When measuring elements like Be, B, C, N, O, and F using X-ray fluorescence spectroscopy, the characteristic X-ray energies of these elements are extremely low, ranging from 108eV to 667eV. These are considered very soft X-rays and are easily absorbed by materials. To ensure these characteristic X-rays have a high transmission rate and improve the quantum efficiency of the detector, an ultra-thin conductive window film is required to cover the surface of the detector.
Pumo Spectrum provides ultra-thin organic window films with a thickness of less than 0.6um, which can efficiently transmit ultra-soft X-rays. The ultra-thin organic window film is coated with a 20nm thick aluminum film to provide conductivity, used for building the electric field of a gas-flow proportional detector.
As an innovative solution, the company also offers graphene film with a thickness of 140nm. This graphene film is inherently conductive and doesn't require additional aluminum coating, making it a direct replacement for traditional organic films with aluminum.

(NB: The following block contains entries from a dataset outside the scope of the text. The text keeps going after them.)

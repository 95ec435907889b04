//! One-shot key synchronization across locale files.
//!
//! [`sync_locales`] copies every key present in a source locale but
//! missing from a sibling locale file into that sibling, so translators
//! see the full key set in every file. Existing translations are never
//! overwritten; a malformed sibling is regenerated.
//!
//! This is a maintenance pass over the *files*: it runs synchronously,
//! bypasses the write queue, and does not refresh dictionaries already
//! held in the cache. Callers who interleave it with live lookups should
//! drain the queue first.

use crate::book::{Shared, read};
use crate::entry::Dictionary;
use crate::error::PhrasebookError;
use crate::store;

/// Result of one synchronization pass.
#[derive(Debug, Clone, PartialEq, Eq)]
pub struct SyncReport {
    /// Normalized source locale the keys were copied from.
    pub from: String,
    /// Sibling locales that were rewritten, sorted by name.
    pub synced: Vec<SyncedLocale>,
}

/// Outcome for a single sibling locale.
#[derive(Debug, Clone, PartialEq, Eq)]
pub struct SyncedLocale {
    pub locale: String,
    /// Keys copied from the source because the sibling lacked them.
    pub keys_added: usize,
}

/// Copy keys missing from sibling locale files out of `from`'s dictionary.
///
/// `from` may be spelled as a locale (`en`) or a file name (`en.json`);
/// matching against sibling files ignores ASCII case.
pub(crate) fn sync_locales(shared: &Shared, from: &str) -> Result<SyncReport, PhrasebookError> {
    let from = normalize_locale(from);
    let (directory, fallback) = {
        let config = read(&shared.config);
        (config.directory.clone(), config.locale_fallback.clone())
    };

    let source_path = store::resolve_read_path(&directory, &from, &fallback);
    let source = store::load(&source_path, &from)?;

    let targets = list_targets(&directory, &from)?;
    let mut synced = Vec::with_capacity(targets.len());

    for locale in targets {
        let path = store::locale_path(&directory, &locale);
        let mut dict = match store::load(&path, &locale) {
            Ok(dict) => dict,
            Err(err) => {
                tracing::warn!(
                    target: "phrasebook.sync",
                    locale = locale.as_str(),
                    error = %err,
                    "sibling locale unreadable, regenerating"
                );
                Dictionary::new()
            }
        };

        let mut keys_added = 0;
        for (key, entry) in &source {
            if !dict.contains_key(key) {
                dict.insert(key.clone(), entry.clone());
                keys_added += 1;
            }
        }

        store::save(&path, &dict, &locale)?;
        tracing::info!(
            target: "phrasebook.sync",
            from = from.as_str(),
            locale = locale.as_str(),
            keys_added,
            "locale synchronized"
        );
        synced.push(SyncedLocale { locale, keys_added });
    }

    Ok(SyncReport { from, synced })
}

fn normalize_locale(locale: &str) -> String {
    let stem = locale.strip_suffix(".json").unwrap_or(locale);
    stem.to_ascii_lowercase()
}

/// Sibling `*.json` files in `directory`, excluding the source itself.
///
/// File stems are kept verbatim so paths stay valid on case-sensitive
/// filesystems; only the comparison against `from` folds case.
fn list_targets(directory: &std::path::Path, from: &str) -> Result<Vec<String>, PhrasebookError> {
    let read_dir_err = |source: std::io::Error| PhrasebookError::ReadDir {
        path: directory.to_owned(),
        source,
    };

    let mut targets = Vec::new();
    for entry in std::fs::read_dir(directory).map_err(read_dir_err)? {
        let path = entry.map_err(read_dir_err)?.path();
        if !path.is_file() || path.extension().and_then(|e| e.to_str()) != Some("json") {
            continue;
        }
        let Some(stem) = path.file_stem().and_then(|s| s.to_str()) else {
            continue;
        };
        if stem.eq_ignore_ascii_case(from) {
            continue;
        }
        targets.push(stem.to_owned());
    }
    targets.sort();
    Ok(targets)
}

// =============================================================================
// Tests
// =============================================================================
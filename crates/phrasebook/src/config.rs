//! Handle configuration.
//!
//! All tunable behavior of a [`Phrasebook`](crate::Phrasebook) lives in one
//! [`PhrasebookConfig`] that can be built in code or loaded from JSON (and
//! TOML with the `config-file` feature):
//!
//! ```json
//! {
//!   "directory": "./locales",
//!   "locale": "es",
//!   "locale_fallback": "en",
//!   "update": true
//! }
//! ```
//!
//! # Defaults
//!
//! `directory` `./locales`, `locale` `en`, `locale_fallback` `en`,
//! `update` `true`. A partial config file keeps the defaults for any field
//! it omits.

use std::path::{Path, PathBuf};

use serde::{Deserialize, Serialize};

/// Configuration for a [`Phrasebook`](crate::Phrasebook) handle.
#[derive(Debug, Clone, PartialEq, Eq, Serialize, Deserialize)]
#[serde(default)]
pub struct PhrasebookConfig {
    /// Base folder containing one JSON file per locale.
    pub directory: PathBuf,

    /// Active locale used by every lookup.
    pub locale: String,

    /// Locale whose file is read when the active locale's file is absent.
    /// Empty string disables fallback.
    pub locale_fallback: String,

    /// When true, unseen keys are inserted into the dictionary and queued
    /// for persistence. When false the dictionary is read-only.
    pub update: bool,
}

impl Default for PhrasebookConfig {
    fn default() -> Self {
        Self {
            directory: PathBuf::from("./locales"),
            locale: "en".to_owned(),
            locale_fallback: "en".to_owned(),
            update: true,
        }
    }
}

impl PhrasebookConfig {
    pub fn new() -> Self {
        Self::default()
    }

    /// Set the locale directory.
    #[must_use]
    pub fn with_directory(mut self, directory: impl Into<PathBuf>) -> Self {
        self.directory = directory.into();
        self
    }

    /// Set the active locale.
    #[must_use]
    pub fn with_locale(mut self, locale: impl Into<String>) -> Self {
        self.locale = locale.into();
        self
    }

    /// Set the fallback locale. Pass an empty string to disable fallback.
    #[must_use]
    pub fn with_locale_fallback(mut self, fallback: impl Into<String>) -> Self {
        self.locale_fallback = fallback.into();
        self
    }

    /// Enable or disable dictionary updates.
    #[must_use]
    pub fn with_update(mut self, update: bool) -> Self {
        self.update = update;
        self
    }

    /// Load from a JSON string.
    pub fn from_json_str(s: &str) -> Result<Self, ConfigError> {
        serde_json::from_str(s).map_err(ConfigError::Json)
    }

    /// Load from a JSON file on disk.
    pub fn from_json_file(path: impl AsRef<Path>) -> Result<Self, ConfigError> {
        let content = std::fs::read_to_string(path.as_ref()).map_err(ConfigError::Io)?;
        Self::from_json_str(&content)
    }

    /// Load from a TOML string.
    #[cfg(feature = "config-file")]
    pub fn from_toml_str(s: &str) -> Result<Self, ConfigError> {
        toml::from_str(s).map_err(ConfigError::Toml)
    }

    /// Load from a TOML file on disk.
    #[cfg(feature = "config-file")]
    pub fn from_toml_file(path: impl AsRef<Path>) -> Result<Self, ConfigError> {
        let content = std::fs::read_to_string(path.as_ref()).map_err(ConfigError::Io)?;
        Self::from_toml_str(&content)
    }

    /// Validate the configuration.
    ///
    /// Returns a list of validation errors. An empty list means the config
    /// is valid. An empty `locale_fallback` is valid (fallback disabled).
    #[must_use]
    pub fn validate(&self) -> Vec<String> {
        let mut errors = Vec::new();

        if self.locale.is_empty() {
            errors.push("locale must not be empty".into());
        }
        if has_path_separator(&self.locale) {
            errors.push(format!(
                "locale must not contain path separators, got {:?}",
                self.locale
            ));
        }
        if has_path_separator(&self.locale_fallback) {
            errors.push(format!(
                "locale_fallback must not contain path separators, got {:?}",
                self.locale_fallback
            ));
        }
        if self.directory.as_os_str().is_empty() {
            errors.push("directory must not be empty".into());
        }

        errors
    }
}

/// Locale names become file names; keep them out of other directories.
fn has_path_separator(locale: &str) -> bool {
    locale.contains('/') || locale.contains('\\')
}

// ---------------------------------------------------------------------------
// Error type
// ---------------------------------------------------------------------------

/// Errors that can occur when loading a configuration.
#[derive(Debug)]
pub enum ConfigError {
    /// I/O error reading a file.
    Io(std::io::Error),
    /// JSON parse error.
    Json(serde_json::Error),
    /// TOML parse error.
    #[cfg(feature = "config-file")]
    Toml(toml::de::Error),
    /// Validation errors.
    Validation(Vec<String>),
}

impl std::fmt::Display for ConfigError {
    fn fmt(&self, f: &mut std::fmt::Formatter<'_>) -> std::fmt::Result {
        match self {
            Self::Io(e) => write!(f, "I/O error: {e}"),
            Self::Json(e) => write!(f, "JSON parse error: {e}"),
            #[cfg(feature = "config-file")]
            Self::Toml(e) => write!(f, "TOML parse error: {e}"),
            Self::Validation(errors) => {
                write!(f, "validation errors: {}", errors.join("; "))
            }
        }
    }
}

impl std::error::Error for ConfigError {
    fn source(&self) -> Option<&(dyn std::error::Error + 'static)> {
        match self {
            Self::Io(e) => Some(e),
            Self::Json(e) => Some(e),
            #[cfg(feature = "config-file")]
            Self::Toml(e) => Some(e),
            Self::Validation(_) => None,
        }
    }
}

// =============================================================================
// Tests
// =============================================================================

Traditional radiation detectors, such as Silicon Drift Detectors (SDD), Proportional Counters (PC), and Scintillation Counters (SC), often use Beryllium as a protective window. However, Beryllium has a limited output, is complex to process, carries a certain level of toxicity, and has significant price fluctuations.
Pumo Spectrum 's graphene windows (with thickness ranging from 140nm to 10,000nm) have excellent mechanical properties and stability, along with a high transmission rate for soft X-rays. They are consistently available and can serve as a replacement for traditional Beryllium windows.